Examining the relationship between one predictor and one outcome is fun. But there’s much more fun to be had! Most models examine the relationship between an outcome and multiple predictors.

Why look at multiple predictors? Well, let us consider our hypothetical alcohol example. We measure game score after people drank different amounts of alcohol. What is the music at the bar was at different volumes for different people?

Another example

This time we’ll have 30 people. Each person is given a drink with some alcohol in it. They go into a soundproof room where we play music at one of 2 different volumes. We will have one person in each alcohol and sound condition.
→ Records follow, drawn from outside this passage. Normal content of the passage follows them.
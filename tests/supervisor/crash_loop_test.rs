//! Restart budget exhaustion and the absorbing error state.

use std::sync::atomic::{AtomicU64, Ordering};
use std::sync::Arc;
use std::time::Duration;

use clarad::bus::EventBus;
use clarad::config::TimingConfig;
use clarad::supervisor::ServiceSupervisor;
use clarad::types::{EventKind, ServiceDescriptor, ServiceStatus};

fn fast_timing() -> TimingConfig {
    TimingConfig {
        spawn_settle_ms: 50,
        stop_grace_ms: 50,
        restart_reset_secs: 1,
        read_timeout_secs: 1,
        ..TimingConfig::default()
    }
}

/// A service whose binary exits immediately with a failure code.
fn crasher(dir: &std::path::Path) -> ServiceDescriptor {
    ServiceDescriptor {
        name: "crasher".to_owned(),
        binary_path: "/bin/false".to_owned(),
        args: vec![],
        socket_path: dir.join("crasher.sock").display().to_string(),
        auto_start: false,
        auto_restart: true,
        restart_delay_ms: 10,
        max_restarts: 3,
    }
}

#[tokio::test]
async fn crash_loop_exhausts_budget_and_enters_error() {
    let dir = tempfile::tempdir().expect("tempdir");
    let (bus, dispatcher) = EventBus::new(
        256,
        Duration::from_millis(50),
        Duration::from_secs(2),
    );
    let (shutdown_tx, shutdown_rx) = tokio::sync::watch::channel(false);
    let supervisor = Arc::new(ServiceSupervisor::new(
        vec![crasher(dir.path())],
        &fast_timing(),
        bus.clone(),
        shutdown_rx.clone(),
    ));

    let error_severities = Arc::new(AtomicU64::new(0));
    let error_count = Arc::new(AtomicU64::new(0));
    {
        let severities = Arc::clone(&error_severities);
        let count = Arc::clone(&error_count);
        bus.subscribe(
            EventKind::ServiceError,
            Box::new(move |e| {
                severities.store(u64::from(e.severity), Ordering::Relaxed);
                count.fetch_add(1, Ordering::Relaxed);
                Ok(())
            }),
        );
    }
    let dispatcher_handle = tokio::spawn(dispatcher.run(shutdown_rx));

    let err = supervisor.start("crasher").await.expect_err("cannot start");
    assert_eq!(err.kind(), "internal");
    assert_eq!(supervisor.status("crasher"), Some(ServiceStatus::Error));
    assert_eq!(supervisor.snapshot()[0].restart_count, 3);
    assert_eq!(supervisor.counts(), (0, 1));

    // A further start against the absorbing state is rejected.
    let err = supervisor.start("crasher").await.expect_err("still error");
    assert_eq!(err.kind(), "invalid_state");

    tokio::time::sleep(Duration::from_millis(100)).await;
    shutdown_tx.send(true).expect("signal");
    dispatcher_handle.await.expect("join");

    assert_eq!(error_count.load(Ordering::Relaxed), 1, "one error event");
    assert_eq!(error_severities.load(Ordering::Relaxed), 8);
}

#[tokio::test]
async fn operator_restart_clears_the_streak_and_tries_again() {
    let dir = tempfile::tempdir().expect("tempdir");
    let (bus, _dispatcher) = EventBus::new(
        256,
        Duration::from_millis(50),
        Duration::from_secs(2),
    );
    let (_shutdown_tx, shutdown_rx) = tokio::sync::watch::channel(false);
    let supervisor = Arc::new(ServiceSupervisor::new(
        vec![crasher(dir.path())],
        &fast_timing(),
        bus,
        shutdown_rx,
    ));

    let _ = supervisor.start("crasher").await;
    assert_eq!(supervisor.status("crasher"), Some(ServiceStatus::Error));

    // restart = stop (clears error) + fresh budget + start; the binary
    // still crashes, so the streak ends in error again.
    let err = supervisor.restart("crasher").await.expect_err("still broken");
    assert_eq!(err.kind(), "internal");
    assert_eq!(supervisor.status("crasher"), Some(ServiceStatus::Error));
    assert_eq!(supervisor.snapshot()[0].restart_count, 3);
}

#[tokio::test]
async fn missing_binary_consumes_budget_and_errors() {
    let dir = tempfile::tempdir().expect("tempdir");
    let mut descriptor = crasher(dir.path());
    descriptor.binary_path = "/nonexistent/clara_service".to_owned();
    let (bus, _dispatcher) = EventBus::new(
        256,
        Duration::from_millis(50),
        Duration::from_secs(2),
    );
    let (_shutdown_tx, shutdown_rx) = tokio::sync::watch::channel(false);
    let supervisor = Arc::new(ServiceSupervisor::new(
        vec![descriptor],
        &fast_timing(),
        bus,
        shutdown_rx,
    ));

    let err = supervisor.start("crasher").await.expect_err("no binary");
    assert_eq!(err.kind(), "internal");
    assert_eq!(supervisor.status("crasher"), Some(ServiceStatus::Error));
}

#[tokio::test]
async fn no_auto_restart_means_error_after_first_failure() {
    let dir = tempfile::tempdir().expect("tempdir");
    let mut descriptor = crasher(dir.path());
    descriptor.auto_restart = false;
    let (bus, _dispatcher) = EventBus::new(
        256,
        Duration::from_millis(50),
        Duration::from_secs(2),
    );
    let (_shutdown_tx, shutdown_rx) = tokio::sync::watch::channel(false);
    let supervisor = Arc::new(ServiceSupervisor::new(
        vec![descriptor],
        &fast_timing(),
        bus,
        shutdown_rx,
    ));

    let err = supervisor.start("crasher").await.expect_err("cannot start");
    assert_eq!(err.kind(), "internal");
    assert_eq!(supervisor.status("crasher"), Some(ServiceStatus::Error));
    assert_eq!(supervisor.snapshot()[0].restart_count, 1);
}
This will make more sense with the data.

rm(list=ls())
df.as <- data.frame(
  alcohol = c(10, 20, 30, 40, 50, 60, 70, 80, 90, 100, 10, 20, 30, 40, 50, 60, 70, 80, 90, 100),
  sound = c(2,2,2,2,2,2,2,2,2,2,8,8,8,8,8,8,8,8,8,8),
  score = c(400, 390, 380, 370, 360, 350, 340, 330, 320, 310, 320, 290, 170, 162, 160, 150, 140, 130, 120, 110))

Seeing is believing

To see what is happening lets visualise the data.

We could use the graphics built into R (as we have before). These base graphics take the regression formula as an argument!

plot(score ~ alcohol + sound, data = df.as)

What do you think? Does the volume of the sound influence the score? What about alcohol? In fact, or is there a combined effect? So many questions.

Perhaps we should start by exploring the data more. The ggplot package is a nice way to visualise data. It is quite different from base graphics so there is no pressure to learn this.

We can plot the data as follows in ggplot2.

#install.packages('ggplot2')
require('ggplot2')
## Loading required package: ggplot2
ggplot(data = df.as, aes(x = sound, y = score)) +
  geom_point()

ggplot(data = df.as, aes(x = sound, y = score, group = sound)) +
  geom_boxplot()